However, the offer of AAA membership strongly resonated with us. AAA provided many of the things we would eventually go looking for if we decided to leave IT, and since an offer this good doesn’t come around that often, we decided it was too tempting to pass on the opportunity.

If IT Alliance was still alive in any sense, or planning on fighting for its space, we would never have joined an alliance that was hostile to them in the past, but as things stood it made absolutely no difference where we went as far as the fate of IT Alliance was concerned. There is no saving a group that has completely given up on itself.

We did not, as a corp, participate in the taking of any IT Alliance sovereignty while in AAA. IT Alliance was dead, with a couple demoralized corporations opting to stick around simply because they had no desire to log in anymore, but we still had our principles.

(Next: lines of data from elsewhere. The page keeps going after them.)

//! Output renderers for the CLI: terminal and JSON.

pub mod json;
pub mod terminal;

use crate::models::Report;

/// Trait for rendering a review report to a string.
pub trait OutputRenderer {
    fn render(&self, report: &Report) -> String;
}
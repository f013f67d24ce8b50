//! The terminal output object of a review: score, issues, and optional
//! summary and inline comments.

use serde::{Deserialize, Serialize};

use super::issue::Issue;

/// A review comment anchored to a specific file and line.
#[derive(Debug, Clone, PartialEq, Eq, Serialize, Deserialize)]
pub struct InlineComment {
    /// Path of the file the comment is anchored to.
    pub file: String,
    /// Line number in the new version of the file.
    pub line: u32,
    /// Comment text.
    pub body: String,
}

/// The result of reviewing one pull request. Exists only for the
/// duration of one request/response cycle.
#[derive(Debug, Clone, Serialize, Deserialize)]
pub struct Report {
    /// Overall quality score in [0,100].
    pub score: u8,
    /// All detected issues, grouped by file in fetch order, then by
    /// appearance order within each file's diff.
    pub issues: Vec<Issue>,
    /// Human-readable summary; present when the caller requested the
    /// natural-language path.
    #[serde(skip_serializing_if = "Option::is_none")]
    pub summary: Option<String>,
    /// Inline comments for issues carrying a line number; present only
    /// when requested.
    #[serde(skip_serializing_if = "Option::is_none")]
    pub inline_comments: Option<Vec<InlineComment>>,
}
//! HTTP server exposing the review pipeline.
//!
//! Endpoints:
//!   POST /review   — run a review, body is a `ReviewRequest`
//!   GET  /healthz  — liveness probe

pub mod handlers;

use std::net::SocketAddr;
use std::sync::Arc;

use anyhow::Result;
use axum::{
    routing::{get, post},
    Router,
};
use tower_http::cors::CorsLayer;
use tracing::info;

use crate::github::PullRequestFetcher;
use crate::review::ReviewEngine;

/// Shared, immutable per-process state. Each request builds its own
/// report from scratch; nothing here is mutated across requests.
pub struct AppState {
    pub engine: ReviewEngine,
    pub fetcher: Arc<dyn PullRequestFetcher>,
}

/// Build the application router.
pub fn build_router(state: Arc<AppState>) -> Router {
    Router::new()
        .route("/review", post(handlers::review))
        .route("/healthz", get(handlers::healthz))
        .layer(CorsLayer::permissive())
        .with_state(state)
}

/// Bind and serve until the process is stopped.
pub async fn serve(addr: SocketAddr, state: Arc<AppState>) -> Result<()> {
    let router = build_router(state);

    info!("listening on http://{addr}");
    let listener = tokio::net::TcpListener::bind(addr).await?;
    axum::serve(listener, router).await?;
    Ok(())
}
//! Terminal renderer: styled flowing text grouped by file.
//!
//! Output style inspired by Semgrep/PHPStan — no tables.

use colored::Colorize;

use crate::models::{Report, Severity};
use crate::output::OutputRenderer;

/// Terminal output renderer with colored, flowing text.
pub struct TerminalRenderer;

impl OutputRenderer for TerminalRenderer {
    fn render(&self, report: &Report) -> String {
        let mut output = String::new();

        let score_str = format!("{}/100", report.score);
        let score_colored = if report.score >= 90 {
            score_str.green().bold()
        } else if report.score >= 70 {
            score_str.yellow().bold()
        } else {
            score_str.red().bold()
        };
        output.push_str(&format!(" {} {}\n\n", "Score:".bold(), score_colored));

        if report.issues.is_empty() {
            output.push_str(&format!("{}", "  ✔ No issues found.\n".green()));
        } else {
            let mut current_file = "";

            for issue in &report.issues {
                // Group by file; issues are already in file-then-line order
                if issue.file != current_file {
                    if !current_file.is_empty() {
                        output.push('\n');
                    }
                    current_file = &issue.file;
                }

                let (icon, severity_str) = match issue.severity {
                    Severity::High => (
                        "✖".red().bold().to_string(),
                        "high".red().bold().to_string(),
                    ),
                    Severity::Medium => (
                        "⚠".yellow().bold().to_string(),
                        "medium".yellow().bold().to_string(),
                    ),
                    Severity::Low => (
                        "ℹ".blue().bold().to_string(),
                        "low".blue().bold().to_string(),
                    ),
                };

                let location = match issue.line {
                    Some(line) => format!("{}:{}", issue.file, line),
                    None => issue.file.clone(),
                };

                output.push_str(&format!(
                    " {} {} in {}\n",
                    icon,
                    severity_str,
                    location.bold()
                ));
                output.push_str(&format!(
                    "   {} — {}\n",
                    issue.kind.label().bold(),
                    issue.message
                ));
            }

            let (high, medium, low) =
                report
                    .issues
                    .iter()
                    .fold((0usize, 0usize, 0usize), |(h, m, l), issue| {
                        match issue.severity {
                            Severity::High => (h + 1, m, l),
                            Severity::Medium => (h, m + 1, l),
                            Severity::Low => (h, m, l + 1),
                        }
                    });

            output.push_str(&format!(
                "\n{}\n",
                "───────────────────────────────────".dimmed()
            ));
            output.push_str(&format!(
                " {} issues: {} high, {} medium, {} low\n",
                report.issues.len().to_string().bold(),
                high.to_string().red().bold(),
                medium.to_string().yellow().bold(),
                low.to_string().blue().bold(),
            ));
        }

        if let Some(ref summary) = report.summary {
            output.push_str(&format!("\n {}\n {}\n", "Summary".bold(), summary));
        }

        output
    }
}
//! Summarizer trait and LLM integration.
//!
//! Provides an abstraction layer over rig-core to decouple the
//! codebase from the specific LLM library. The pipeline never depends
//! on a summarizer being present; the templated summary is always the
//! fallback.

pub mod rig;

use async_trait::async_trait;
use thiserror::Error;

use crate::models::Issue;

/// Errors from the summarizer.
#[derive(Error, Debug)]
pub enum SummarizerError {
    #[error("LLM API error: {0}")]
    Api(String),

    #[error("summarizer not configured: {0}")]
    NotConfigured(String),
}

/// Trait for LLM-backed summary paraphrasing.
///
/// Implementations receive the deterministic templated summary plus the
/// issue list and return a conversational rendition.
#[async_trait]
pub trait Summarizer: Send + Sync {
    /// Paraphrase a templated summary in plain English.
    ///
    /// `query` is the caller's free-text question, when one was given.
    async fn paraphrase(
        &self,
        summary: &str,
        issues: &[Issue],
        query: Option<&str>,
    ) -> Result<String, SummarizerError>;
}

As for -MVN-, we suddenly found ourselves living in Catch once again. In some ways, we had come full circle, but the -MVN- of IAC was nothing compared to the -MVN- of AAA. As individuals and as a corp, we had enhanced our capabilities many times over.

Living in Catch allowed us to roam Curse, pirate in low-sec, and still keep our industrial sister-corp happy by providing sovereign space to operate in. Initially, AAA was just an orgy of roaming PvP. In the U.S. timezone, MVN had other competent corps to work with, including Blackwater USA.

Some of the highlights of our time in AAA include catching various hostile super-caps, like this MM Aeon in Yong. One of the most memorable ganks was a titan kill in Hemin, after the guy was hot-dropping virtually anything his friends could tackle.

Two in one week

The first territorial warfare happened mid-to-late 2011, when the DRF started dominating the entire Eastern half of Eve. Before their entire coalition showed up, AAA dominated Russian alliances like Red Alliance and XxDeathxX. The biggest victory was the fight in 46DP, where only the ability to log-off saved the hostile super fleet.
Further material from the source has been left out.